The authors declare there are no competing interests.

Figures

Figure 1
Figure 1. Simplified phylogeny of non-avian maniraptorans among other theropods and extant relatives.
Taxa along top indicate what each reconstruction represents, and asterisks (*) indicate novel pelvic muscle reconstructions. See Methods for details on phylogenetic treatment of study taxa. Phylogeny based on Hendrickx, Hartman & Mateus (2015).
Figure 2
Figure 2. Osteological correlates of pelvic musculature in Falcarius.

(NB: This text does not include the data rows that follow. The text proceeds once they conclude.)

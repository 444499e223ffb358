//! Strongly-typed ID wrappers for all entity types
//!
//! Using newtype wrappers prevents accidentally mixing up IDs from different
//! entity types at compile time. IDs are ordered so that query results and
//! match proposals can be tie-broken deterministically.

use serde::{Deserialize, Serialize};
use std::fmt;
use std::str::FromStr;
use uuid::Uuid;

/// Macro to generate ID newtype wrappers
macro_rules! define_id {
    ($name:ident, $display_prefix:literal) => {
        #[derive(
            Debug, Clone, Copy, PartialEq, Eq, PartialOrd, Ord, Hash, Serialize, Deserialize,
        )]
        #[serde(transparent)]
        pub struct $name(Uuid);

        impl $name {
            /// Create a new random ID
            pub fn new() -> Self {
                Self(Uuid::new_v4())
            }

            /// Create an ID from an existing UUID
            pub fn from_uuid(uuid: Uuid) -> Self {
                Self(uuid)
            }

            /// Get the underlying UUID
            pub fn as_uuid(&self) -> &Uuid {
                &self.0
            }

            /// Parse an ID from a string
            pub fn parse(s: &str) -> Result<Self, uuid::Error> {
                Ok(Self(Uuid::parse_str(s)?))
            }
        }

        impl Default for $name {
            fn default() -> Self {
                Self::new()
            }
        }

        impl fmt::Display for $name {
            fn fmt(&self, f: &mut fmt::Formatter<'_>) -> fmt::Result {
                write!(f, "{}{}", $display_prefix, &self.0.to_string()[..8])
            }
        }

        impl From<Uuid> for $name {
            fn from(uuid: Uuid) -> Self {
                Self(uuid)
            }
        }

        impl FromStr for $name {
            type Err = uuid::Error;

            fn from_str(s: &str) -> Result<Self, Self::Err> {
                // Try to parse the full UUID
                if let Ok(uuid) = Uuid::parse_str(s) {
                    return Ok(Self(uuid));
                }
                // Try stripping common prefixes
                let s = s.strip_prefix($display_prefix).unwrap_or(s);
                Ok(Self(Uuid::parse_str(s)?))
            }
        }
    };
}

define_id!(AccountId, "acc-");
define_id!(BudgetId, "bud-");
define_id!(TransactionId, "txn-");
define_id!(ScheduleId, "sch-");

Pelvis in left lateral view (A) with ilium CEUM 77189, pubis UMNH VP 14540 (reversed; courtesy of Natural History Museum of Utah), and ischium CEUM 74717 (reversed). Ilium CEUM 77189 in ventral view (B) and oblique view of cuppedicus fossa (C). Pelvis in medial view (D) with the same specimens as in lateral view. Anterolateral view of proximal end of pubis CEUM 52424 (E). Close-up of obturator process (F) of ischium CEUM 52482 (reversed; proximal to top). Pubis UMNH VP 14540 in anterior (G) and posterior (H) views with close-up of the apron (I). Abbreviations: ace, acetabulum; bf, brevis fossa; cf, cuppedicus fossa; dist, distal ischial tubercle; isa, ischial apron; isp, ischiadic peduncle; op, obturator process; pa, pubic apron; pah, preacetabular hook; pb, pubic boot; pist, proximal ischial tubercle; pos, postacetabulum; pre, preacetabulum; pt, preacetabular tubercle; pup, pubic peduncle; rdg, ridge; str, striations.
Figure 3
Figure 3. Osteological correlates of pelvic musculature in Caenagnathidae indet.
Ilium UALVP 59791 in left lateral (A), ventral (B), and medial (C) views. Pelvis in left lateral view (D) with ilium TMP 1979.020.0001, pubis UALVP 56638, and ischium TMP 1979.020.0001 (reversed). Ilium TMP 1979.020.0001 in ventral view (E). Pelvis in medial view (F) with the same specimens as in lateral view except for pubis TMP 1980.016.2095. Close-up of obturator process (G) of ischium TMP 1979.020.0001. Pubes UALVP 56638 in anterior (H) and posterior (J) views. Refer to Fig. 2 for anatomical abbreviations.
Figure 4
Figure 4. Osteological correlates of pelvic musculature in Sinovenator (A–J) and Jianianhualong (K–L).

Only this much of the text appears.